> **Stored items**
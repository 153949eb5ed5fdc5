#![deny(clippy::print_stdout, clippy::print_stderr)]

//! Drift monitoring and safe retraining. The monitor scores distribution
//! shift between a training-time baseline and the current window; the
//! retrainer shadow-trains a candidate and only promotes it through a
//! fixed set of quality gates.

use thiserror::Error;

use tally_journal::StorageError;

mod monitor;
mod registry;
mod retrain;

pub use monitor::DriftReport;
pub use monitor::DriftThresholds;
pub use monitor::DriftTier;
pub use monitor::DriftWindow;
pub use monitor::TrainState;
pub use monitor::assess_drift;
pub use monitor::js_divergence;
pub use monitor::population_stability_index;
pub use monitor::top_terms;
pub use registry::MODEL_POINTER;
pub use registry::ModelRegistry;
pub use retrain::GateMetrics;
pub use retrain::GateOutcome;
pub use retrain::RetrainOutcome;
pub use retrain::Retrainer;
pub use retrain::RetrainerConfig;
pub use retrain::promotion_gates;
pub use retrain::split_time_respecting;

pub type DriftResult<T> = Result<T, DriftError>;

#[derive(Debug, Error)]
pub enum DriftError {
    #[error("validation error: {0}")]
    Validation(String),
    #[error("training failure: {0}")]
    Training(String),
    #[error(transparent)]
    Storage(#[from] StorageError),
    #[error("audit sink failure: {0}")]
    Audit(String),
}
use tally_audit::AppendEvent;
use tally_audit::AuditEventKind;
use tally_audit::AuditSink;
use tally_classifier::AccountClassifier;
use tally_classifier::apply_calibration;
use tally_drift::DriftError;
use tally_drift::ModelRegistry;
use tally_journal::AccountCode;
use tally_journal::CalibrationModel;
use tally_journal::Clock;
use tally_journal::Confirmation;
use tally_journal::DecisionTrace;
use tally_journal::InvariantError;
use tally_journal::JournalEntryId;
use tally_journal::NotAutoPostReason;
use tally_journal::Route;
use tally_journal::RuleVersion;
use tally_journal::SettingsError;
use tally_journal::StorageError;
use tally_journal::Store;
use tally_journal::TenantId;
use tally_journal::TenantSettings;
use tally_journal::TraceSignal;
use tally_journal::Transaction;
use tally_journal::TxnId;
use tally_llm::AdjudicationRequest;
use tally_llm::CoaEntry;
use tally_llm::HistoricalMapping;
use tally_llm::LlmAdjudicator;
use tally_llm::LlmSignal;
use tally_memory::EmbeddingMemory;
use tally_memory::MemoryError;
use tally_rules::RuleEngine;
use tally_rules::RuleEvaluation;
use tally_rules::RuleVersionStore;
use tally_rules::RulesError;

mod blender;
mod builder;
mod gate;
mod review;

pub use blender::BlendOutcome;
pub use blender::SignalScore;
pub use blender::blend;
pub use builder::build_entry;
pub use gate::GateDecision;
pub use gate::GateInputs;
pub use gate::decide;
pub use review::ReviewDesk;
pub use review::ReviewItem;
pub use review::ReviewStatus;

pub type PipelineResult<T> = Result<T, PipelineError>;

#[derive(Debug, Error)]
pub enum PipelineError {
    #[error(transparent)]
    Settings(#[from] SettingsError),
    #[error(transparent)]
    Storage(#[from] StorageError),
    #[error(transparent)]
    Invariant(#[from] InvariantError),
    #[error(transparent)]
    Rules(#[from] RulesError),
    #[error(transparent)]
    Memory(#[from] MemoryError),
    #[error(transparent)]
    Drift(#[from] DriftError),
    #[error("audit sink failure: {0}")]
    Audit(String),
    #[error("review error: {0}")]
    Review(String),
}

> **To do**
Where does "RulesError" appear in the records above? Copy each line that holds it.

> **Response below**
use tally_rules::RulesError;
    Rules(#[from] RulesError),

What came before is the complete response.